* **What is being asked**: For each line of the listing that contains "NetworkMonitor", make a copy and return it.

* **Material for this exercise**:
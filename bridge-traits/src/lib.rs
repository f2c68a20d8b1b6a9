//! # Host Bridge Traits
//!
//! Platform abstraction traits that must be implemented by each host platform.
//!
//! ## Overview
//!
//! This crate defines the contract between the survey core and platform-specific
//! implementations. Each trait represents a capability the core requires but that
//! is provided differently per host (desktop daemon, mobile shell, web client).
//!
//! ## Traits
//!
//! - [`HttpClient`](http::HttpClient) - Async HTTP operations for submission delivery
//! - [`NetworkMonitor`](network::NetworkMonitor) - Connectivity detection and change streams
//! - [`SyncSignalSource`](signal::SyncSignalSource) - Platform background-sync signal
//! - [`Clock`](time::Clock) - Time source for deterministic testing
//!
//! ## Fail-Fast Strategy
//!
//! The core fails fast with descriptive errors when a required capability is
//! missing; optional capabilities (notably [`SyncSignalSource`]) degrade to the
//! remaining triggers rather than erroring.
//!
//! ## Error Handling
//!
//! All bridge traits use [`BridgeError`](error::BridgeError). Platform
//! implementations should convert host-specific errors into `BridgeError` with
//! actionable messages.
//!
//! ## Thread Safety
//!
//! All bridge traits require `Send + Sync` so implementations can be shared
//! across async tasks behind `Arc`.

pub mod error;
pub mod http;
pub mod network;
pub mod signal;
pub mod time;

pub use error::BridgeError;

// Re-export commonly used types
pub use http::{HttpClient, HttpMethod, HttpRequest, HttpResponse};
pub use network::{NetworkChangeStream, NetworkInfo, NetworkMonitor, NetworkStatus};
pub use signal::{SyncSignal, SyncSignalSource};
pub use time::{Clock, SystemClock};
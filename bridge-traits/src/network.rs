//! Network Monitoring Abstraction
//!
//! Provides network connectivity and status information so the core can
//! defer submission delivery while offline and wake the sync worker on
//! reconnect.

use async_trait::async_trait;

use crate::error::Result;

/// Network connection status
#[derive(Debug, Clone, Copy, PartialEq, Eq)]
pub enum NetworkStatus {
    /// Connected to network
    Connected,
    /// Not connected to any network
    Disconnected,
    /// Connection status unknown or indeterminate
    Indeterminate,
}

/// Network information
#[derive(Debug, Clone, PartialEq, Eq)]
pub struct NetworkInfo {
    pub status: NetworkStatus,
}

impl NetworkInfo {
    pub fn connected() -> Self {
        Self {
            status: NetworkStatus::Connected,
        }
    }

    pub fn disconnected() -> Self {
        Self {
            status: NetworkStatus::Disconnected,
        }
    }

    pub fn is_online(&self) -> bool {
        self.status == NetworkStatus::Connected
    }
}

/// Network monitor trait
///
/// # Platform Support
///
/// - **Desktop**: socket probe or system network APIs
/// - **Mobile**: Reachability / ConnectivityManager
/// - **Web**: Navigator.onLine + online/offline events
///
/// # Example
///
/// ```ignore
/// use bridge_traits::network::NetworkMonitor;
///
/// async fn can_send(monitor: &dyn NetworkMonitor) -> bool {
///     monitor.is_connected().await
/// }
/// ```
#[async_trait]
pub trait NetworkMonitor: Send + Sync {
    /// Get current network information
    async fn get_network_info(&self) -> Result<NetworkInfo>;

    /// Check if currently connected to any network
    async fn is_connected(&self) -> bool {
        matches!(
            self.get_network_info().await,
            Ok(NetworkInfo {
                status: NetworkStatus::Connected,
            })
        )
    }

    /// Subscribe to network status changes
    ///
    /// Returns a stream of network info updates. Implementations should emit
    /// only when the status actually changes, so subscribers can treat each
    /// `Connected` item as an offline-to-online transition.
    async fn subscribe_changes(&self) -> Result<Box<dyn NetworkChangeStream>>;
}

/// Stream of network status changes
#[async_trait]
pub trait NetworkChangeStream: Send {
    /// Get the next network info update
    ///
    /// Returns `None` when the stream is closed.
    async fn next(&mut self) -> Option<NetworkInfo>;
}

* **Written answer**:
//! - [`NetworkMonitor`](network::NetworkMonitor) - Connectivity detection and change streams
pub use network::{NetworkChangeStream, NetworkInfo, NetworkMonitor, NetworkStatus};
/// use bridge_traits::network::NetworkMonitor;
/// async fn can_send(monitor: &dyn NetworkMonitor) -> bool {
pub trait NetworkMonitor: Send + Sync {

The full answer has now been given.